Not sure where else to post this, so I chose here.
I'm still nursing my 13mo old son. It's wonderful! My oldest son was adopted from Guatemala, and he lived w/a foster mom there till he was 7mo., when I traveled to Guate. to live w/him till he came home to the US at 9mo. He is the love of my life, and my love for him is no different than the love I have for the son I gave birth to.
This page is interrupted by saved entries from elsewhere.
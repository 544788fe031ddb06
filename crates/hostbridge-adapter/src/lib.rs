//! hostbridge-adapter — one handler across many host calling conventions.
//!
//! A single request-handling function runs unmodified on standalone
//! servers, edge/worker runtimes, serverless platforms, event-listener
//! runtimes, and middleware frameworks. Each of those invokes handlers
//! differently; this crate is the layer that absorbs the difference.
//!
//! # Architecture
//!
//! ```text
//! host runtime
//!   │
//!   ▼
//! ServerAdapter::invoke(RawInvocation)
//!   │
//!   ├── shape::detect        — classify the calling convention
//!   ├── cancel::compose      — merge abort sources into one signal
//!   ├── request::adapt       — build the canonical request (lazy body)
//!   ├── PluginPipeline::run  — on_request hooks → handler → on_response hooks
//!   ├── response::deliver    — reply via return value / write-through
//!   │                          sink / respond-with slot / next() deferral
//!   ▼
//! host-specific reply
//! ```
//!
//! Push-style host bodies are bridged into the canonical pull contract
//! by [`stream::channel`]; [`stream::pump`] drives write-through reply
//! sinks with per-chunk backpressure. Everything the handler sees is
//! host-independent: [`CanonicalRequest`] in, [`CanonicalResponse`] out.

pub mod cancel;
pub mod convert;
pub mod pipeline;
pub mod request;
pub mod response;
pub mod server;
pub mod shape;
pub mod stream;

pub use cancel::{compose, AbortSignalComposite};
pub use pipeline::{handler_fn, Handler, HandlerFuture, Plugin, PluginPipeline};
pub use response::ReplyChannel;
pub use server::{ServerAdapter, ServerAdapterBuilder};
pub use shape::{detect, HandlerShape, Next, RawInvocation, RawRequest, ReplySink, RespondSlot};
pub use stream::{ChunkSink, PushHandle};

pub use hostbridge_core::{
    AbortHandle, AbortReason, AbortSignal, AdapterError, AdapterOptions, AdapterResult, Body,
    CanonicalRequest, CanonicalResponse, ServerContext, StreamBridgeError,
};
But when I nurse the baby, I always look at Owen and wish for, long for, the opportunity to nurse him. The bond w/Ian (baby) is amazing. O and I are close--he is Mom's boy, sharing my sense of humor, my quick temper, etc. We are best of friends and quite in love! But that physical connection--I wish we'd had it--heck, I wish we still had it, meaning I wish I could've nursed him from day 1 and that I was tandem nursing now!!
I'm not sure why I can't seem to let go of this little bit of grief. I'm usually good about accepting things that I can't do anything about, like this. Perhaps I feel guilty bc I get to spend that special nursing time w/Ian (but I DO spend special time w/Owen, too, no doubt!). Bc I know I'm giving Ian something that Owen couldn't have, and that seems terribly unfair when it's something so wonderful as BM. I don't know what it is I can't let go of.
Thanks for letting me talk about it.